## TASK BRIEF
Work through the data below and give the number of lines holding the word "const", without any other text.

## Stored items
+++

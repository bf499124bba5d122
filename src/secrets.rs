use crate::config::Influxdb;
use crate::env_store::EnvStore;
use crate::error::HearthError;
use crate::runner::{CommandRunner, FileWriter};
use rand::rngs::{OsRng, StdRng};
use rand::{RngCore, SeedableRng, TryRngCore};
use serde::Serialize;
use std::path::Path;
use std::time::{SystemTime, UNIX_EPOCH};
use tracing::{info, warn};

pub const TOKEN_KEY: &str = "INFLUXDB_TOKEN";
pub const ORG_KEY: &str = "INFLUXDB_ORG";
pub const BUCKET_KEY: &str = "INFLUXDB_BUCKET";
pub const USERNAME_KEY: &str = "INFLUXDB_USERNAME";
pub const PASSWORD_KEY: &str = "INFLUXDB_PASSWORD";

const TOKEN_BYTES: usize = 32;
const PASSWORD_BYTES: usize = 16;

#[derive(Debug, Clone, Copy, PartialEq, Eq, Serialize)]
#[serde(rename_all = "snake_case")]
pub enum TokenOrigin {
    /// The store has initialized; the stored value is authoritative.
    Preserved,
    /// Not yet initialized, but a usable value was already stored.
    Existing,
    /// Freshly generated on this run.
    Generated,
}

impl TokenOrigin {
    pub fn as_str(&self) -> &'static str {
        match self {
            TokenOrigin::Preserved => "preserved",
            TokenOrigin::Existing => "existing",
            TokenOrigin::Generated => "generated",
        }
    }
}

#[derive(Debug, Clone, PartialEq, Eq)]
pub struct SecretToken {
    pub value: String,
    pub origin: TokenOrigin,
}

/// Returns `len` random bytes, hex encoded. Falls back to a clock-seeded
/// generator only when the operating system source is unavailable.
pub fn random_hex(len: usize) -> String {
    let mut bytes = vec![0u8; len];
    if let Err(err) = OsRng.try_fill_bytes(&mut bytes) {
        warn!(%err, "OS random source unavailable; using degraded pseudo-random fallback");
        let nanos = SystemTime::now()
            .duration_since(UNIX_EPOCH)
            .unwrap_or_default()
            .as_nanos() as u64;
        let seed = nanos ^ (u64::from(std::process::id()) << 32);
        StdRng::seed_from_u64(seed).fill_bytes(&mut bytes);
    }
    hex::encode(bytes)
}

pub fn generate_token() -> String {
    random_hex(TOKEN_BYTES)
}

/// Whether the store has written its initialization marker. A marker that
/// cannot be checked is an error, never "absent".
pub fn store_initialized(marker: &Path) -> Result<bool, HearthError> {
    marker.try_exists().map_err(|err| {
        HearthError::fatal(
            format!(
                "cannot tell whether the time-series store is initialized: {}: {err}",
                marker.display()
            ),
            format!(
                "make {} and its parent directories readable by this user (or rerun with sudo), then rerun hearth",
                marker.display()
            ),
        )
    })
}

/// The shared store token, bound to the store's own initialization marker.
///
/// Once `marker` exists the stored value is returned as-is, even when it is
/// the sentinel: the store has already bound to it. Before that, an absent or
/// sentinel value is replaced by a freshly generated token.
pub fn ensure_token<R: CommandRunner>(
    store: &mut EnvStore,
    marker: &Path,
    sentinel: &str,
    writer: &FileWriter<'_, R>,
) -> Result<SecretToken, HearthError> {
    let stored = store.get(TOKEN_KEY).map(str::to_string);
    if store_initialized(marker)? {
        return match stored {
            Some(value) => Ok(SecretToken {
                value,
                origin: TokenOrigin::Preserved,
            }),
            None => Err(HearthError::fatal(
                format!(
                    "time-series store is initialized ({}) but {} has no {TOKEN_KEY}",
                    marker.display(),
                    store.path().display()
                ),
                format!(
                    "restore the original token as {TOKEN_KEY}=<token> in {}; a new token would not match the initialized store",
                    store.path().display()
                ),
            )),
        };
    }
    match stored {
        Some(value) if !value.is_empty() && value != sentinel => Ok(SecretToken {
            value,
            origin: TokenOrigin::Existing,
        }),
        _ => {
            let value = generate_token();
            store.set(TOKEN_KEY, &value, writer)?;
            info!(path = %store.path().display(), "generated new store token");
            Ok(SecretToken {
                value,
                origin: TokenOrigin::Generated,
            })
        }
    }
}

/// Writes the store's companion settings. Org, bucket and username are only
/// filled when absent; the admin password obeys the same first-run-only rule
/// as the token.
pub fn ensure_store_settings<R: CommandRunner>(
    store: &mut EnvStore,
    marker: &Path,
    settings: &Influxdb,
    writer: &FileWriter<'_, R>,
) -> Result<Vec<String>, HearthError> {
    let initialized = store_initialized(marker)?;
    let mut written = Vec::new();
    for (key, value) in [
        (ORG_KEY, settings.org.as_str()),
        (BUCKET_KEY, settings.bucket.as_str()),
        (USERNAME_KEY, settings.username.as_str()),
    ] {
        if store.set_default(key, value, writer)? {
            written.push(key.to_string());
        }
    }
    if initialized {
        if store.get(PASSWORD_KEY).is_none() {
            warn!("store is initialized without {PASSWORD_KEY} in the env file; leaving it unset");
        }
    } else if store.get(PASSWORD_KEY).map_or(true, str::is_empty)
        && store.set(PASSWORD_KEY, &random_hex(PASSWORD_BYTES), writer)?
    {
        written.push(PASSWORD_KEY.to_string());
    }
    Ok(written)
}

+++

## RESPONSE TO THE TASK
7